Nemoto K
Nihon Seikeigeka Gakkai Zasshi. 1983 Nov;57(11):1773-86.
Compression neuropathy can occur simultaneously at dual points on a nerve, but the details of such lesions are still unknown. An experimental study was performed in order to investigate the vulnerability of the peripheral nerve in the "double crush" situation. Materials and Methods The sciatic nerves of 46 adult dogs were used. Compression was applied by special devices, and the compression force was 15 g (27.6 mmHg). The animals were divided into three groups. Group 1: One device was applied to the sciatic nerve 3 cm distal to the sciatic tuberculum. Group 2: Two devices were applied simultaneously with a 2 cm interval. Group 3: Two devices were applied at the same sites as in Group 2, but the second was applied three weeks after the first. These three groups were followed electrophysiologically up to eight or ten weeks postoperatively, at which time histological studies were undertaken. Results Electrophysiological studies: In Group I, complete conduction block was never induced. Mean motor nerve conduction velocity (M.N.C.V.) was 39% of the preoperative value at three weeks and increased slightly at six weeks. In Group 2, complete conduction block was induced in 50% at six weeks. Mean M.N.C.V. was 34% of the preoperative value at three weeks, and there was no significant change after this time. In Group 3, complete conduction block was induced in 50% at five weeks after the second operation. Mean M.N.C.V. was reduced to 14% of the preoperative value at three weeks after the second operation.
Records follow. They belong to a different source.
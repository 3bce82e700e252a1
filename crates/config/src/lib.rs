//! Configuration loading, validation, and management for FieldVoice.
//!
//! Loads configuration from `~/.fieldvoice/config.toml` with environment
//! variable overrides. Validates all settings at startup.

use serde::{Deserialize, Serialize};
use std::path::{Path, PathBuf};

/// The root configuration structure.
///
/// Maps directly to `~/.fieldvoice/config.toml`.
#[derive(Clone, Serialize, Deserialize)]
pub struct AppConfig {
    /// API key for the generation/embedding endpoint
    #[serde(default, skip_serializing_if = "Option::is_none")]
    pub api_key: Option<String>,

    /// Base URL of an OpenAI-compatible endpoint
    #[serde(default = "default_api_url")]
    pub api_url: String,

    /// Model used for classification, translation and answers
    #[serde(default = "default_model")]
    pub model: String,

    /// Model used to embed product search queries
    #[serde(default = "default_embedding_model")]
    pub embedding_model: String,

    /// Answer generation temperature
    #[serde(default = "default_temperature")]
    pub temperature: f32,

    #[serde(default)]
    pub pipeline: PipelineConfig,

    #[serde(default)]
    pub search: SearchConfig,

    #[serde(default)]
    pub store: StoreConfig,
}

fn default_api_url() -> String {
    "https://api.openai.com/v1".into()
}
fn default_model() -> String {
    "gpt-4o-mini".into()
}
fn default_embedding_model() -> String {
    "text-embedding-3-small".into()
}
fn default_temperature() -> f32 {
    0.7
}

impl std::fmt::Debug for AppConfig {
    fn fmt(&self, f: &mut std::fmt::Formatter<'_>) -> std::fmt::Result {
        f.debug_struct("AppConfig")
            .field("api_key", &redact(&self.api_key))
            .field("api_url", &self.api_url)
            .field("model", &self.model)
            .field("embedding_model", &self.embedding_model)
            .field("temperature", &self.temperature)
            .field("pipeline", &self.pipeline)
            .field("search", &self.search)
            .field("store", &self.store)
            .finish()
    }
}

fn redact(s: &Option<String>) -> &'static str {
    match s {
        Some(_) => "[REDACTED]",
        None => "None",
    }
}

/// Turn pipeline settings.
#[derive(Debug, Clone, Serialize, Deserialize)]
pub struct PipelineConfig {
    /// Language classification and answer generation run in
    #[serde(default = "default_working_language")]
    pub working_language: String,

    /// Prior messages shown to the intent classifier
    #[serde(default = "default_history_limit")]
    pub history_limit: usize,

    /// Extra attempts for transient provider failures (0 = call once)
    #[serde(default)]
    pub max_retries: u32,

    /// Base delay between retries, multiplied by the attempt number
    #[serde(default = "default_retry_backoff_ms")]
    pub retry_backoff_ms: u64,
}

fn default_working_language() -> String {
    "en".into()
}
fn default_history_limit() -> usize {
    10
}
fn default_retry_backoff_ms() -> u64 {
    250
}

impl Default for PipelineConfig {
    fn default() -> Self {
        Self {
            working_language: default_working_language(),
            history_limit: default_history_limit(),
            max_retries: 0,
            retry_backoff_ms: default_retry_backoff_ms(),
        }
    }
}

/// Product index settings.
#[derive(Clone, Serialize, Deserialize)]
pub struct SearchConfig {
    /// Elasticsearch base URL
    #[serde(default = "default_search_url")]
    pub url: String,

    /// Elasticsearch API key, if the cluster requires one
    #[serde(default, skip_serializing_if = "Option::is_none")]
    pub api_key: Option<String>,

    #[serde(default = "default_index")]
    pub index: String,

    /// Results requested from the kNN search
    #[serde(default = "default_k")]
    pub k: usize,

    /// Candidate pool examined by the kNN search
    #[serde(default = "default_num_candidates")]
    pub num_candidates: usize,

    /// Fuzzy name match cut-off (0 = exact only, 1 = match anything)
    #[serde(default = "default_fuzzy_threshold")]
    pub fuzzy_threshold: f64,
}

fn default_search_url() -> String {
    "http://localhost:9200".into()
}
fn default_index() -> String {
    "khula_products".into()
}
fn default_k() -> usize {
    100
}
fn default_num_candidates() -> usize {
    1000
}
fn default_fuzzy_threshold() -> f64 {
    0.5
}

impl std::fmt::Debug for SearchConfig {
    fn fmt(&self, f: &mut std::fmt::Formatter<'_>) -> std::fmt::Result {
        f.debug_struct("SearchConfig")
            .field("url", &self.url)
            .field("api_key", &redact(&self.api_key))
            .field("index", &self.index)
            .field("k", &self.k)
            .field("num_candidates", &self.num_candidates)
            .field("fuzzy_threshold", &self.fuzzy_threshold)
            .finish()
    }
}

impl Default for SearchConfig {
    fn default() -> Self {
        Self {
            url: default_search_url(),
            api_key: None,
            index: default_index(),
            k: default_k(),
            num_candidates: default_num_candidates(),
            fuzzy_threshold: default_fuzzy_threshold(),
        }
    }
}

/// Conversation persistence settings.
#[derive(Debug, Clone, Serialize, Deserialize)]
pub struct StoreConfig {
    /// "sqlite" or "memory"
    #[serde(default = "default_store_backend")]
    pub backend: String,

    /// SQLite database file; defaults to `~/.fieldvoice/conversations.db`
    #[serde(default, skip_serializing_if = "Option::is_none")]
    pub path: Option<String>,
}

fn default_store_backend() -> String {
    "sqlite".into()
}

impl Default for StoreConfig {
    fn default() -> Self {
        Self {
            backend: default_store_backend(),
            path: None,
        }
    }
}

impl StoreConfig {
    /// The SQLite path to open, falling back to the config directory.
    pub fn sqlite_path(&self) -> String {
        self.path.clone().unwrap_or_else(|| {
            AppConfig::config_dir()
                .join("conversations.db")
                .display()
                .to_string()
        })
    }
}

impl AppConfig {
    /// Load configuration from the default path (~/.fieldvoice/config.toml).
    ///
    /// Environment overrides:
    /// - `FIELDVOICE_API_KEY` (highest priority), then `OPENAI_API_KEY`
    /// - `FIELDVOICE_MODEL`
    /// - `FIELDVOICE_SEARCH_URL`, `FIELDVOICE_SEARCH_API_KEY`
    pub fn load() -> Result<Self, ConfigError> {
        let config_path = Self::config_dir().join("config.toml");
        let mut config = Self::load_from(&config_path)?;

        if config.api_key.is_none() {
            config.api_key = std::env::var("FIELDVOICE_API_KEY")
                .ok()
                .or_else(|| std::env::var("OPENAI_API_KEY").ok());
        }

        if let Ok(model) = std::env::var("FIELDVOICE_MODEL") {
            config.model = model;
        }

        if let Ok(url) = std::env::var("FIELDVOICE_SEARCH_URL") {
            config.search.url = url;
        }

        if config.search.api_key.is_none() {
            config.search.api_key = std::env::var("FIELDVOICE_SEARCH_API_KEY").ok();
        }

        Ok(config)
    }

    /// Load configuration from a specific file path.
    pub fn load_from(path: &Path) -> Result<Self, ConfigError> {
        if !path.exists() {
            tracing::info!("No config file found at {}, using defaults", path.display());
            return Ok(Self::default());
        }

        let content = std::fs::read_to_string(path).map_err(|e| ConfigError::ReadError {
            path: path.to_path_buf(),
            reason: e.to_string(),
        })?;

        let config: Self = toml::from_str(&content).map_err(|e| ConfigError::ParseError {
            path: path.to_path_buf(),
            reason: e.to_string(),
        })?;

        config.validate()?;
        Ok(config)
    }

    /// Get the configuration directory path.
    pub fn config_dir() -> PathBuf {
        dirs_home().join(".fieldvoice")
    }

    fn validate(&self) -> Result<(), ConfigError> {
        if self.temperature < 0.0 || self.temperature > 2.0 {
            return Err(ConfigError::ValidationError(
                "temperature must be between 0.0 and 2.0".into(),
            ));
        }

        if self.pipeline.history_limit == 0 {
            return Err(ConfigError::ValidationError(
                "pipeline.history_limit must be > 0".into(),
            ));
        }

        if self.search.k == 0 || self.search.num_candidates < self.search.k {
            return Err(ConfigError::ValidationError(
                "search.num_candidates must be >= search.k > 0".into(),
            ));
        }

        if !(0.0..=1.0).contains(&self.search.fuzzy_threshold) {
            return Err(ConfigError::ValidationError(
                "search.fuzzy_threshold must be between 0.0 and 1.0".into(),
            ));
        }

        if !matches!(self.store.backend.as_str(), "sqlite" | "memory") {
            return Err(ConfigError::ValidationError(format!(
                "unknown store.backend '{}' (expected sqlite or memory)",
                self.store.backend
            )));
        }

        Ok(())
    }

    pub fn has_api_key(&self) -> bool {
        self.api_key.is_some()
    }

    /// Generate a default config TOML string (for the `config` command).
    pub fn default_toml() -> String {
        let config = Self::default();
        toml::to_string_pretty(&config).unwrap_or_default()
    }
}

impl Default for AppConfig {
    fn default() -> Self {
        Self {
            api_key: None,
            api_url: default_api_url(),
            model: default_model(),
            embedding_model: default_embedding_model(),
            temperature: default_temperature(),
            pipeline: PipelineConfig::default(),
            search: SearchConfig::default(),
            store: StoreConfig::default(),
        }
    }
}

/// Get the user's home directory.
fn dirs_home() -> PathBuf {
    #[cfg(target_os = "windows")]
    {
        std::env::var("USERPROFILE")
            .map(PathBuf::from)
            .unwrap_or_else(|_| PathBuf::from("C:\\Users\\Default"))
    }
    #[cfg(not(target_os = "windows"))]
    {
        std::env::var("HOME")
            .map(PathBuf::from)
            .unwrap_or_else(|_| PathBuf::from("/tmp"))
    }
}

/// Configuration errors.
#[derive(Debug, thiserror::Error)]
pub enum ConfigError {
    #[error("Failed to read config file at {path}: {reason}")]
    ReadError { path: PathBuf, reason: String },

    #[error("Failed to parse config file at {path}: {reason}")]
    ParseError { path: PathBuf, reason: String },

    #[error("Configuration validation failed: {0}")]
    ValidationError(String),
}

#[cfg(test)]
mod tests {
    use super::*;
    use std::io::Write;

    #[test]
    fn default_config_is_valid() {
        let config = AppConfig::default();
        assert!(config.validate().is_ok());
        assert_eq!(config.pipeline.history_limit, 10);
        assert_eq!(config.pipeline.working_language, "en");
        assert_eq!(config.search.k, 100);
        assert_eq!(config.search.num_candidates, 1000);
        assert_eq!(config.search.index, "khula_products");
        assert_eq!(config.pipeline.max_retries, 0);
    }

    #[test]
    fn config_roundtrip_toml() {
        let config = AppConfig::default();
        let toml_str = toml::to_string_pretty(&config).unwrap();
        let parsed: AppConfig = toml::from_str(&toml_str).unwrap();
        assert_eq!(parsed.model, config.model);
        assert_eq!(parsed.search.k, config.search.k);
    }

    #[test]
    fn invalid_temperature_rejected() {
        let config = AppConfig {
            temperature: 5.0,
            ..AppConfig::default()
        };
        assert!(config.validate().is_err());
    }

    #[test]
    fn candidate_pool_smaller_than_k_rejected() {
        let mut config = AppConfig::default();
        config.search.num_candidates = 10;
        assert!(config.validate().is_err());
    }

    #[test]
    fn unknown_store_backend_rejected() {
        let mut config = AppConfig::default();
        config.store.backend = "postgres".into();
        assert!(config.validate().is_err());
    }

    #[test]
    fn missing_config_file_returns_defaults() {
        let config = AppConfig::load_from(Path::new("/nonexistent/config.toml")).unwrap();
        assert_eq!(config.model, "gpt-4o-mini");
    }

    #[test]
    fn partial_file_keeps_other_defaults() {
        let mut file = tempfile::NamedTempFile::new().unwrap();
        writeln!(
            file,
            r#"
model = "gpt-4o"

[search]
index = "products_v2"
fuzzy_threshold = 0.3

[store]
backend = "memory"
"#
        )
        .unwrap();

        let config = AppConfig::load_from(file.path()).unwrap();
        assert_eq!(config.model, "gpt-4o");
        assert_eq!(config.search.index, "products_v2");
        assert!((config.search.fuzzy_threshold - 0.3).abs() < f64::EPSILON);
        assert_eq!(config.search.k, 100);
        assert_eq!(config.store.backend, "memory");
        assert_eq!(config.pipeline.history_limit, 10);
    }

    #[test]
    fn debug_redacts_api_key() {
        let mut config = AppConfig {
            api_key: Some("sk-secret".into()),
            ..AppConfig::default()
        };
        config.search.api_key = Some("es-secret".into());
        let debug = format!("{config:?}");
        assert!(!debug.contains("sk-secret"));
        assert!(!debug.contains("es-secret"));
        assert!(debug.contains("[REDACTED]"));
    }

    #[test]
    fn default_toml_generation() {
        let toml_str = AppConfig::default_toml();
        assert!(toml_str.contains("khula_products"));
        assert!(toml_str.contains("gpt-4o-mini"));
    }
}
In Group 1, the number of large myelinated fibers was reduced at the site of compression and in the distal segment. Mean values for the diameter of the fibers distal to the compression site were shifted to the left when compared with the controls. In Groups 2 and 3, severer changes were noticed, especially in the segment distal to the site of the second compression. Conclusion Subclinical neuropathy was induced by a compression force of 15 g, and it was considered to be axonostenosis . The nerve had been compressed in the proximal region, became vulnerable to an additional compression trauma in the distal region. Even complete conduction block could be induced under such circumstances, and it was considered to be as axonocachexia . Impairment of axonal flow should be considered as a causes of the vulnerability.(ABSTRACT TRUNCATED AT 400 WORDS)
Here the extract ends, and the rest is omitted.